Siamoadapis Temporal range: Middle Miocene

Scientific classification
- Domain: Eukaryota
- Kingdom: Animalia
- Phylum: Chordata
- Class: Mammalia
- Order: Primates
- Suborder: Strepsirrhini
- Family: †Sivaladapidae
- Genus: †Siamoadapis Chaimanee et al., 2007
- Species: †S. maemohensis
- Binomial name: †Siamoadapis maemohensis Chaimanee et al., 2007

= Siamoadapis =

- Authority: Chaimanee et al., 2007
- Parent authority: Chaimanee et al., 2007

Extinct genus of primates

Siamoadapis is an extinct genus of adapiform primate. Remains of its only known species, Siamoadapis maemohensis, were found in Thailand.

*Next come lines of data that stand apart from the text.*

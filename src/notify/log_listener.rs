//! Reference data-service listener that logs every callback.
//!
//! Enabled via the `logging` feature. Useful for demos and while wiring a
//! new consumer; production components implement [`DataServiceListener`]
//! themselves.

use async_trait::async_trait;

use crate::error::TransportError;
use crate::notify::DataServiceListener;

/// Logs every data-service event at info level (warn for connection loss).
pub struct LogListener;

#[async_trait]
impl DataServiceListener for LogListener {
    async fn on_connection_established(&self) {
        log::info!("connection established");
    }

    async fn on_disconnecting(&self) {
        log::info!("disconnecting");
    }

    async fn on_disconnected(&self) {
        log::info!("disconnected");
    }

    async fn on_connection_lost(&self, cause: &TransportError) {
        log::warn!("connection lost: {cause}");
    }

    async fn on_message_arrived(&self, topic: &str, payload: &[u8], qos: i32, retained: bool) {
        log::info!(
            "message arrived on {topic}: {} bytes qos={qos} retained={retained}",
            payload.len()
        );
    }

    async fn on_message_published(&self, message_id: u32, topic: &str) {
        log::info!("published message {message_id} on {topic}");
    }

    async fn on_message_confirmed(&self, message_id: u32, topic: &str) {
        log::info!("confirmed message {message_id} on {topic}");
    }

    fn name(&self) -> &'static str {
        "log"
    }
}
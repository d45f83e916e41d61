//! Error types used by the edgelink registry, binder and transport surface.
//!
//! This module defines three error enums:
//!
//! - [`TransportError`] — failures of the publish capability and connection-loss causes.
//! - [`BindError`] — failures while building or tearing down a derived session.
//! - [`DirectoryError`] — failures opening a directory watch.
//!
//! All types provide `as_label()` returning a short stable snake_case label
//! for logs and metrics.
//!
//! Listener failures during delivery are deliberately **not** represented
//! here: they are caught at the fan-out boundary, logged, and never
//! propagated to the emitter. Likewise, calling a
//! registry operation after `close()` is a defined no-op, not an error.

use thiserror::Error;

/// # Errors produced by the underlying transport.
///
/// Raised by [`CloudConnection::publish`](crate::CloudConnection::publish)
/// and carried as the cause of `on_connection_lost` notifications.
#[non_exhaustive]
#[derive(Error, Debug, Clone, PartialEq, Eq)]
pub enum TransportError {
    /// No active connection; the publish was not attempted.
    #[error("no active connection")]
    NotConnected,

    /// The transport rejected the payload.
    #[error("payload rejected: {reason}")]
    Rejected {
        /// Why the transport refused the message.
        reason: String,
    },

    /// The link to the remote endpoint went down.
    #[error("connection lost: {reason}")]
    LinkDown {
        /// Cause reported by the transport.
        reason: String,
    },
}

impl TransportError {
    /// Returns a short stable label (snake_case) for use in logs/metrics.
    pub fn as_label(&self) -> &'static str {
        match self {
            TransportError::NotConnected => "transport_not_connected",
            TransportError::Rejected { .. } => "transport_rejected",
            TransportError::LinkDown { .. } => "transport_link_down",
        }
    }
}

/// # Errors produced while (re)building a derived session.
///
/// Returned by [`SessionFactory`](crate::SessionFactory)
/// implementations and surfaced by the binder transitions. Never fatal: the
/// binder stays in a resource-less state and the next Appeared/Modified
/// notification gets another attempt.
#[non_exhaustive]
#[derive(Error, Debug)]
pub enum BindError {
    /// Building the session from the bound dependency failed.
    #[error("session build failed: {reason}")]
    Build {
        /// Underlying failure message.
        reason: String,
    },

    /// Tearing down the previous session failed (best-effort cleanup).
    #[error("session teardown failed: {reason}")]
    Teardown {
        /// Underlying failure message.
        reason: String,
    },
}

impl BindError {
    /// Returns a short stable label (snake_case) for use in logs/metrics.
    pub fn as_label(&self) -> &'static str {
        match self {
            BindError::Build { .. } => "bind_build_failed",
            BindError::Teardown { .. } => "bind_teardown_failed",
        }
    }
}

/// # Errors produced when opening a directory watch.
///
/// Logged at setup time by the caller; the registry or binder remains usable
/// with zero discovered members until a retry succeeds.
#[non_exhaustive]
#[derive(Error, Debug, Clone, PartialEq, Eq)]
pub enum DirectoryError {
    /// The filter is malformed and cannot be evaluated.
    #[error("invalid filter: {reason}")]
    InvalidFilter {
        /// What is wrong with the filter.
        reason: String,
    },

    /// The directory has been closed.
    #[error("directory closed")]
    Closed,
}

impl DirectoryError {
    /// Returns a short stable label (snake_case) for use in logs/metrics.
    pub fn as_label(&self) -> &'static str {
        match self {
            DirectoryError::InvalidFilter { .. } => "directory_invalid_filter",
            DirectoryError::Closed => "directory_closed",
        }
    }
}

#[cfg(test)]
mod tests {
    use super::*;

    #[test]
    fn test_labels_are_stable() {
        assert_eq!(
            TransportError::NotConnected.as_label(),
            "transport_not_connected"
        );
        assert_eq!(
            BindError::Build {
                reason: "boom".into()
            }
            .as_label(),
            "bind_build_failed"
        );
        assert_eq!(DirectoryError::Closed.as_label(), "directory_closed");
    }

    #[test]
    fn test_display_includes_reason() {
        let err = TransportError::Rejected {
            reason: "payload too large".into(),
        };
        assert_eq!(err.to_string(), "payload rejected: payload too large");
    }
}
//! Listener membership: the registry both event families snapshot from.
//!
//! The only public API from this module is [`ListenerRegistry`] (plus its
//! [`RegistrationHandle`]), a provenance-aware membership container shared by
//! the data-service and data-transport notifiers.

mod registry;

pub use registry::{ListenerRegistry, RegistrationHandle};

The fossils were discovered in the lignite layer of a coal mine in Mae Mo district, Lampang Province, northern Thailand, from which it also received its scientific species name. Four lower jaws with teeth were unearthed by a joint team of Thai and French geologists in 2004. It was dated to be 13.1 to 13.3 million years old, and described in 2007 by a team led by geologist Yaowalak Chaimanee (เยาวลักษณ์ ชัยมณี) from the Department of Mineral Resources, Thailand.

The animal was a very small primate, with a body length of 15 centimetres and estimated to have weighted 500 grams. Distinct for the species is the small size and differences in dentition compared to other Miocene sivaladapids.